I'm only getting basic service. The cable company, both the installer and the person billing me for it, were well aware of this, as I told them specifically that I only wanted basic service (they tried to sell me digital) on all outlets. The tech verified that basic service worked.

I just can't see how this is anything other than what I am paying for, when I told them this specifically. I'm not getting this "for free" - it's exactly what I am billed for.

Now, they did NOT want to lease me CableCARDs though - they required that I upgrade to digital for that.  Maybe I could have taken that fight, but I didn't feel like it and went OTA for the HD instead.


----------



## bicker (Nov 9, 2003)

orangeboy said:


> I think a definition of "outlet" is needed. I have wall plate F connectors in 3 rooms. Do I have 3 outlets?


Outlets are virtual, not physical.



Brainiac 5 said:


> If you're getting anything other than basic service on them.


Indeed.



MickeS said:


> I'm only getting basic service.


The local, over-the-air broadcast channels.



MickeS said:


> ... I only wanted basic service (they tried to sell me digital)


Basic is not the opposite of digital. Basic service can be digital.


----------



## Sapphire (Sep 10, 2002)

ZeoTiVo said:


> that is kind of the whole point. You have devices that can map the clear QAM to guide data for the actual channel and you effectively had the cable company supply free HD service for a basic tier price as enforced by law.
> The waiver seems like valid reasoning to me in order to reverse that mistake in the law. Let those that want in unencumbered go OTA instead.


So wait a minute. Cable companies charge extra for locals in HD?

Mine doesn't. They have a HD tier that includes cable HD channels (Fox News, Discovery, CNN, HDNet etc) but locals are included in broadcast basic (and they tell you that).

Cablevision of all of them in fact always advertises that "HD is always free on io." Why the urge all of a sudden to lock it down?


----------



## Sapphire (Sep 10, 2002)

84lion said:


> To me the best way for the consumer to maximize value in the Cablevision case is to have only the number of tuners required in the household and then deliver that signal throughout the house via internal cabling. In other words, rather than having a cable box at each "outlet," simply have one cable box in a central location that feeds TVs in each room. We do this with our Tivos.


Media center or Moxi and extenders.


----------



## Sapphire (Sep 10, 2002)

MickeS said:


> Now, they did NOT want to lease me CableCARDs though - they required that I upgrade to digital for that.  Maybe I could have taken that fight, but I didn't feel like it and went OTA for the HD instead.


Can they do that? I thought that they couldn't.


----------



## parzec (Jun 21, 2002)

it won't be long before the exceptions completely devour the rules.


----------



## parzec (Jun 21, 2002)

Raj said:


> Cablevision of all of them in fact always advertises that "HD is always free on io." Why the urge all of a sudden to lock it down?


Simple -- Capitalistic Greed.


----------



## Brainiac 5 (Aug 25, 2003)

Raj said:


> So wait a minute.
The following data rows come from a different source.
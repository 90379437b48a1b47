use anyhow::Result;
use chrono::{DateTime, Utc};
use serde::{Deserialize, Serialize};
use std::io::Write;

use crate::application::ExpenseService;
use crate::domain::ExpenseRecord;

/// Database snapshot for JSON export
#[derive(Debug, Clone, Serialize, Deserialize)]
pub struct ExpenseSnapshot {
    pub version: String,
    pub exported_at: DateTime<Utc>,
    pub expenses: Vec<ExpenseRecord>,
}

/// Exporter for dumping every recorded expense
pub struct Exporter<'a> {
    service: &'a ExpenseService,
}

impl<'a> Exporter<'a> {
    pub fn new(service: &'a ExpenseService) -> Self {
        Self { service }
    }

    /// Export expenses to CSV format, in insertion order.
    /// Absent subcategories and notes are written as empty fields.
    pub async fn export_csv<W: Write>(&self, writer: W) -> Result<usize> {
        let expenses = self.service.list_all_expenses().await?;
        let mut csv_writer = csv::Writer::from_writer(writer);

        csv_writer.write_record(["id", "date", "category", "subcategory", "amount", "note"])?;

        for expense in &expenses {
            csv_writer.write_record([
                expense.id.to_string(),
                expense.date.clone(),
                expense.category.clone(),
                expense.subcategory.clone().unwrap_or_default(),
                format!("{:.2}", expense.amount),
                expense.note.clone().unwrap_or_default(),
            ])?;
        }

        csv_writer.flush()?;
        Ok(expenses.len())
    }

    /// Export every expense as a JSON snapshot. Absent fields stay `null`.
    pub async fn export_json<W: Write>(&self, mut writer: W) -> Result<ExpenseSnapshot> {
        let expenses = self.service.list_all_expenses().await?;

        let snapshot = ExpenseSnapshot {
            version: env!("CARGO_PKG_VERSION").to_string(),
            exported_at: Utc::now(),
            expenses,
        };

        let json = serde_json::to_string_pretty(&snapshot)?;
        writer.write_all(json.as_bytes())?;
        writer.flush()?;

        Ok(snapshot)
    }
}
Cable companies charge extra for locals in HD?


I don't think they can. Locals in HD are still broadcast channels in the basic tier.


----------



## bicker (Nov 9, 2003)

Raj said:


> So wait a minute. Cable companies charge extra for locals in HD?


Yes. That's a reflection of an FCC decision that even I have a little trouble defending, that being their determination that downconversion does not constitute material degradation.
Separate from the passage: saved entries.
use std::fmt;

/// Format an amount as dollars with two decimals.
/// Example: 10.0 -> "$10.00", 3.456 -> "$3.46"
pub fn format_amount(amount: f64) -> String {
    format!("${:.2}", amount)
}

/// Whether an amount can be recorded as an expense.
pub fn is_valid_amount(amount: f64) -> bool {
    amount.is_finite() && amount > 0.0
}

/// Parse a decimal string typed on the command line into an amount.
/// Accepts an optional leading `$`. Example: "12.5" -> 12.5, "$40" -> 40.0
pub fn parse_amount(input: &str) -> Result<f64, ParseAmountError> {
    let input = input.trim();
    let digits = input.strip_prefix('$').unwrap_or(input);
    let amount: f64 = digits.parse().map_err(|_| ParseAmountError::InvalidFormat)?;
    if !amount.is_finite() {
        return Err(ParseAmountError::InvalidFormat);
    }
    Ok(amount)
}

#[derive(Debug, Clone, PartialEq, Eq)]
pub enum ParseAmountError {
    InvalidFormat,
}

impl fmt::Display for ParseAmountError {
    fn fmt(&self, f: &mut fmt::Formatter<'_>) -> fmt::Result {
        match self {
            ParseAmountError::InvalidFormat => write!(f, "invalid money format"),
        }
    }
}

impl std::error::Error for ParseAmountError {}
As an aside: Does anyone have a citation to that FCC Order handy? I cannot find it, and I would like to start, at least, bookmarking some of the more significant decisions, rather than having to Bing or Google them all the time.



Raj said:


> Mine doesn't. They have a HD tier that includes cable HD channels (Fox News, Discovery, CNN, HDNet etc) but locals are included in broadcast basic (and they tell you that).


That's the general case. However, what they generally do is different from what they're allowed to do. Also note that I know of a number of areas where they _used_ to charge extra for HD locals, where, for whatever reason, they don't anymore. So while they're allowed to, it is possible that incidence of them doing so is quite rare now.



Raj said:


> Cablevision of all of them in fact always advertises that "HD is always free on io." Why the urge all of a sudden to lock it down?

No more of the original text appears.